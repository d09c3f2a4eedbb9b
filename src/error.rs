//! Error taxonomy for the proxy.
//!
//! # Kinds
//! - [`RequestError`]: client-side faults, answered with a 4xx and a clean close
//! - [`UpstreamError`]: transport failures against a backend, fed to the retry loop
//! - [`ConfigError`] / [`StartupError`]: fatal, the process exits non-zero
//!
//! Exhaustion (every attempt used, or nothing healthy left) is not an error
//! value: the dispatcher answers it directly with a synthetic 502.

use std::fmt;
use std::path::PathBuf;

/// Which request limit was exceeded.
#[derive(Debug, Clone, Copy, PartialEq, Eq)]
pub enum LimitKind {
    Header,
    Target,
    Body,
}

impl fmt::Display for LimitKind {
    fn fmt(&self, f: &mut fmt::Formatter<'_>) -> fmt::Result {
        match self {
            LimitKind::Header => f.write_str("header block"),
            LimitKind::Target => f.write_str("request target"),
            LimitKind::Body => f.write_str("request body"),
        }
    }
}

/// Failures while reading or validating a client request.
#[derive(Debug, thiserror::Error)]
pub enum RequestError {
    #[error("malformed request: {0}")]
    Malformed(String),

    #[error("{what} exceeds the limit of {limit} bytes")]
    TooLarge { what: LimitKind, limit: usize },

    #[error("method {0} is not allowed")]
    MethodNotAllowed(String),

    #[error("timed out waiting for the client")]
    Timeout,

    #[error("client closed the connection before sending a complete header")]
    ConnectionClosed,

    #[error("client closed the connection after {received} of {expected} body bytes")]
    UnexpectedEof { expected: usize, received: usize },

    #[error("client i/o error: {0}")]
    Io(#[from] std::io::Error),
}

impl RequestError {
    /// Status code answered to the client, or `None` when nobody is listening.
    ///
    /// `header_overflow_status` is the configured answer to an oversized header
    /// block (413 by default).
    pub fn status(&self, header_overflow_status: u16) -> Option<u16> {
        match self {
            RequestError::Malformed(_) | RequestError::UnexpectedEof { .. } => Some(400),
            RequestError::TooLarge { what: LimitKind::Header, .. } => Some(header_overflow_status),
            RequestError::TooLarge { what: LimitKind::Target, .. } => Some(414),
            RequestError::TooLarge { what: LimitKind::Body, .. } => Some(413),
            RequestError::MethodNotAllowed(_) => Some(405),
            RequestError::Timeout => Some(408),
            RequestError::ConnectionClosed | RequestError::Io(_) => None,
        }
    }
}

/// Transport failures against a single backend.
#[derive(Debug, thiserror::Error)]
pub enum UpstreamError {
    #[error("connect failed: {0}")]
    ConnectFailed(std::io::Error),

    #[error("connect timed out")]
    ConnectTimeout,

    #[error("write failed: {0}")]
    WriteFailed(std::io::Error),

    #[error("upstream did not accept the request in time")]
    WriteTimeout,

    #[error("upstream closed without responding")]
    NoResponse,

    #[error("response read timed out after {received} bytes")]
    ReadTimeout { received: usize },

    #[error("response read failed after {received} bytes: {source}")]
    ReadFailed {
        received: usize,
        #[source]
        source: std::io::Error,
    },

    #[error("upstream closed the connection mid-response")]
    ClosedEarly,

    #[error("response exceeds the limit of {limit} bytes")]
    ResponseTooLarge { limit: usize },

    #[error("overall request deadline elapsed")]
    OverallTimeout,
}

impl UpstreamError {
    /// True when no response byte has been observed, so another backend may be tried.
    pub fn is_retryable(&self) -> bool {
        matches!(
            self,
            UpstreamError::ConnectFailed(_)
                | UpstreamError::ConnectTimeout
                | UpstreamError::WriteFailed(_)
                | UpstreamError::WriteTimeout
                | UpstreamError::NoResponse
        )
    }

    /// Machine-readable token carried in `X-Proxy-Error`.
    pub fn reason(&self) -> &'static str {
        match self {
            UpstreamError::ConnectFailed(_)
            | UpstreamError::ConnectTimeout
            | UpstreamError::WriteFailed(_)
            | UpstreamError::WriteTimeout
            | UpstreamError::NoResponse => "connect_failed",
            UpstreamError::ReadTimeout { .. } | UpstreamError::OverallTimeout => "upstream_timeout",
            UpstreamError::ReadFailed { .. } | UpstreamError::ClosedEarly => "upstream_closed_early",
            UpstreamError::ResponseTooLarge { .. } => "upstream_too_large",
        }
    }
}

/// A single semantic problem found in a configuration.
#[derive(Debug, Clone, PartialEq, Eq)]
pub struct ValidationError {
    pub field: String,
    pub message: String,
}

impl ValidationError {
    pub fn new(field: impl Into<String>, message: impl Into<String>) -> Self {
        Self {
            field: field.into(),
            message: message.into(),
        }
    }
}

impl fmt::Display for ValidationError {
    fn fmt(&self, f: &mut fmt::Formatter<'_>) -> fmt::Result {
        write!(f, "{}: {}", self.field, self.message)
    }
}

fn join_errors(errors: &[ValidationError]) -> String {
    errors
        .iter()
        .map(ToString::to_string)
        .collect::<Vec<_>>()
        .join("; ")
}

/// Error type for configuration loading.
#[derive(Debug, thiserror::Error)]
pub enum ConfigError {
    #[error("cannot read {}: {source}", path.display())]
    Io {
        path: PathBuf,
        #[source]
        source: std::io::Error,
    },

    #[error("parse error: {0}")]
    Parse(#[from] toml::de::Error),

    #[error("invalid backend spec '{0}' (expected host:port[:name])")]
    BackendSpec(String),

    #[error("validation failed: {}", join_errors(.0))]
    Validation(Vec<ValidationError>),
}

/// Fatal errors raised before the proxy starts serving.
#[derive(Debug, thiserror::Error)]
pub enum StartupError {
    #[error(transparent)]
    Config(#[from] ConfigError),

    #[error("no backends configured")]
    EmptyBackendList,

    #[error("failed to bind {address}: {source}")]
    BindFailed {
        address: String,
        #[source]
        source: std::io::Error,
    },

    #[error("failed to start metrics exporter: {0}")]
    Metrics(String),
}

impl StartupError {
    /// Process exit code for this failure.
    pub fn exit_code(&self) -> u8 {
        match self {
            StartupError::Config(_) | StartupError::Metrics(_) => 1,
            StartupError::EmptyBackendList => 2,
            StartupError::BindFailed { .. } => 3,
        }
    }
}

#[cfg(test)]
mod tests {
    use super::*;

    #[test]
    fn request_errors_map_to_statuses() {
        assert_eq!(RequestError::Malformed("x".into()).status(413), Some(400));
        assert_eq!(
            RequestError::TooLarge { what: LimitKind::Header, limit: 8 }.status(431),
            Some(431)
        );
        assert_eq!(
            RequestError::TooLarge { what: LimitKind::Target, limit: 8 }.status(413),
            Some(414)
        );
        assert_eq!(
            RequestError::TooLarge { what: LimitKind::Body, limit: 8 }.status(400),
            Some(413)
        );
        assert_eq!(RequestError::Timeout.status(413), Some(408));
        assert_eq!(RequestError::ConnectionClosed.status(413), None);
    }

    #[test]
    fn only_pre_response_failures_are_retryable() {
        assert!(UpstreamError::ConnectTimeout.is_retryable());
        assert!(UpstreamError::WriteTimeout.is_retryable());
        assert!(!UpstreamError::ReadTimeout { received: 10 }.is_retryable());
        assert!(!UpstreamError::ClosedEarly.is_retryable());
        assert_eq!(UpstreamError::ClosedEarly.reason(), "upstream_closed_early");
        assert_eq!(UpstreamError::ReadTimeout { received: 1 }.reason(), "upstream_timeout");
        let oversized = UpstreamError::ResponseTooLarge { limit: 16 };
        assert!(!oversized.is_retryable());
        assert_eq!(oversized.reason(), "upstream_too_large");
    }

    #[test]
    fn startup_errors_have_distinct_exit_codes() {
        assert_eq!(StartupError::EmptyBackendList.exit_code(), 2);
        let bind = StartupError::BindFailed {
            address: "127.0.0.1:1".into(),
            source: std::io::Error::from(std::io::ErrorKind::AddrInUse),
        };
        assert_eq!(bind.exit_code(), 3);
    }
}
═══
Copy out all of the data. Keep every word unchanged.

» ANSWER TO THIS PROBLEM
repository d09c3f2a4eedbb9b
filename src/error.rs
//! Error taxonomy for the proxy.
//!
//! # Kinds
//! - [`RequestError`]: client-side faults, answered with a 4xx and a clean close
//! - [`UpstreamError`]: transport failures against a backend, fed to the retry loop
//! - [`ConfigError`] / [`StartupError`]: fatal, the process exits non-zero
//!
//! Exhaustion (every attempt used, or nothing healthy left) is not an error
//! value: the dispatcher answers it directly with a synthetic 502.

use std::fmt;
use std::path::PathBuf;

/// Which request limit was exceeded.
#[derive(Debug, Clone, Copy, PartialEq, Eq)]
pub enum LimitKind {
    Header,
    Target,
    Body,
}

impl fmt::Display for LimitKind {
    fn fmt(&self, f: &mut fmt::Formatter<'_>) -> fmt::Result {
        match self {
            LimitKind::Header => f.write_str("header block"),
            LimitKind::Target => f.write_str("request target"),
            LimitKind::Body => f.write_str("request body"),
        }
    }
}

/// Failures while reading or validating a client request.
#[derive(Debug, thiserror::Error)]
pub enum RequestError {
    #[error("malformed request: {0}")]
    Malformed(String),

    #[error("{what} exceeds the limit of {limit} bytes")]
    TooLarge { what: LimitKind, limit: usize },

    #[error("method {0} is not allowed")]
    MethodNotAllowed(String),

    #[error("timed out waiting for the client")]
    Timeout,

    #[error("client closed the connection before sending a complete header")]
    ConnectionClosed,

    #[error("client closed the connection after {received} of {expected} body bytes")]
    UnexpectedEof { expected: usize, received: usize },

    #[error("client i/o error: {0}")]
    Io(#[from] std::io::Error),
}

impl RequestError {
    /// Status code answered to the client, or `None` when nobody is listening.
    ///
    /// `header_overflow_status` is the configured answer to an oversized header
    /// block (413 by default).
    pub fn status(&self, header_overflow_status: u16) -> Option<u16> {
        match self {
            RequestError::Malformed(_) | RequestError::UnexpectedEof { .. } => Some(400),
            RequestError::TooLarge { what: LimitKind::Header, .. } => Some(header_overflow_status),
            RequestError::TooLarge { what: LimitKind::Target, .. } => Some(414),
            RequestError::TooLarge { what: LimitKind::Body, .. } => Some(413),
            RequestError::MethodNotAllowed(_) => Some(405),
            RequestError::Timeout => Some(408),
            RequestError::ConnectionClosed | RequestError::Io(_) => None,
        }
    }
}

/// Transport failures against a single backend.
#[derive(Debug, thiserror::Error)]
pub enum UpstreamError {
    #[error("connect failed: {0}")]
    ConnectFailed(std::io::Error),

    #[error("connect timed out")]
    ConnectTimeout,

    #[error("write failed: {0}")]
    WriteFailed(std::io::Error),

    #[error("upstream did not accept the request in time")]
    WriteTimeout,

    #[error("upstream closed without responding")]
    NoResponse,

    #[error("response read timed out after {received} bytes")]
    ReadTimeout { received: usize },

    #[error("response read failed after {received} bytes: {source}")]
    ReadFailed {
        received: usize,
        #[source]
        source: std::io::Error,
    },

    #[error("upstream closed the connection mid-response")]
    ClosedEarly,

    #[error("response exceeds the limit of {limit} bytes")]
    ResponseTooLarge { limit: usize },

    #[error("overall request deadline elapsed")]
    OverallTimeout,
}

impl UpstreamError {
    /// True when no response byte has been observed, so another backend may be tried.
    pub fn is_retryable(&self) -> bool {
        matches!(
            self,
            UpstreamError::ConnectFailed(_)
                | UpstreamError::ConnectTimeout
                | UpstreamError::WriteFailed(_)
                | UpstreamError::WriteTimeout
                | UpstreamError::NoResponse
        )
    }

    /// Machine-readable token carried in `X-Proxy-Error`.
    pub fn reason(&self) -> &'static str {
        match self {
            UpstreamError::ConnectFailed(_)
            | UpstreamError::ConnectTimeout
            | UpstreamError::WriteFailed(_)
            | UpstreamError::WriteTimeout
            | UpstreamError::NoResponse => "connect_failed",
            UpstreamError::ReadTimeout { .. } | UpstreamError::OverallTimeout => "upstream_timeout",
            UpstreamError::ReadFailed { .. } | UpstreamError::ClosedEarly => "upstream_closed_early",
            UpstreamError::ResponseTooLarge { .. } => "upstream_too_large",
        }
    }
}

/// A single semantic problem found in a configuration.
#[derive(Debug, Clone, PartialEq, Eq)]
pub struct ValidationError {
    pub field: String,
    pub message: String,
}

impl ValidationError {
    pub fn new(field: impl Into<String>, message: impl Into<String>) -> Self {
        Self {
            field: field.into(),
            message: message.into(),
        }
    }
}

impl fmt::Display for ValidationError {
    fn fmt(&self, f: &mut fmt::Formatter<'_>) -> fmt::Result {
        write!(f, "{}: {}", self.field, self.message)
    }
}

fn join_errors(errors: &[ValidationError]) -> String {
    errors
        .iter()
        .map(ToString::to_string)
        .collect::<Vec<_>>()
        .join("; ")
}

/// Error type for configuration loading.
#[derive(Debug, thiserror::Error)]
pub enum ConfigError {
    #[error("cannot read {}: {source}", path.display())]
    Io {
        path: PathBuf,
        #[source]
        source: std::io::Error,
    },

    #[error("parse error: {0}")]
    Parse(#[from] toml::de::Error),

    #[error("invalid backend spec '{0}' (expected host:port[:name])")]
    BackendSpec(String),

    #[error("validation failed: {}", join_errors(.0))]
    Validation(Vec<ValidationError>),
}

/// Fatal errors raised before the proxy starts serving.
#[derive(Debug, thiserror::Error)]
pub enum StartupError {
    #[error(transparent)]
    Config(#[from] ConfigError),

    #[error("no backends configured")]
    EmptyBackendList,

    #[error("failed to bind {address}: {source}")]
    BindFailed {
        address: String,
        #[source]
        source: std::io::Error,
    },

    #[error("failed to start metrics exporter: {0}")]
    Metrics(String),
}

impl StartupError {
    /// Process exit code for this failure.
    pub fn exit_code(&self) -> u8 {
        match self {
            StartupError::Config(_) | StartupError::Metrics(_) => 1,
            StartupError::EmptyBackendList => 2,
            StartupError::BindFailed { .. } => 3,
        }
    }
}

#[cfg(test)]
mod tests {
    use super::*;

    #[test]
    fn request_errors_map_to_statuses() {
        assert_eq!(RequestError::Malformed("x".into()).status(413), Some(400));
        assert_eq!(
            RequestError::TooLarge { what: LimitKind::Header, limit: 8 }.status(431),
            Some(431)
        );
        assert_eq!(
            RequestError::TooLarge { what: LimitKind::Target, limit: 8 }.status(413),
            Some(414)
        );
        assert_eq!(
            RequestError::TooLarge { what: LimitKind::Body, limit: 8 }.status(400),
            Some(413)
        );
        assert_eq!(RequestError::Timeout.status(413), Some(408));
        assert_eq!(RequestError::ConnectionClosed.status(413), None);
    }

    #[test]
    fn only_pre_response_failures_are_retryable() {
        assert!(UpstreamError::ConnectTimeout.is_retryable());
        assert!(UpstreamError::WriteTimeout.is_retryable());
        assert!(!UpstreamError::ReadTimeout { received: 10 }.is_retryable());
        assert!(!UpstreamError::ClosedEarly.is_retryable());
        assert_eq!(UpstreamError::ClosedEarly.reason(), "upstream_closed_early");
        assert_eq!(UpstreamError::ReadTimeout { received: 1 }.reason(), "upstream_timeout");
        let oversized = UpstreamError::ResponseTooLarge { limit: 16 };
        assert!(!oversized.is_retryable());
        assert_eq!(oversized.reason(), "upstream_too_large");
    }

    #[test]
    fn startup_errors_have_distinct_exit_codes() {
        assert_eq!(StartupError::EmptyBackendList.exit_code(), 2);
        let bind = StartupError::BindFailed {
            address: "127.0.0.1:1".into(),
            source: std::io::Error::from(std::io::ErrorKind::AddrInUse),
        };
        assert_eq!(bind.exit_code(), 3);
    }
}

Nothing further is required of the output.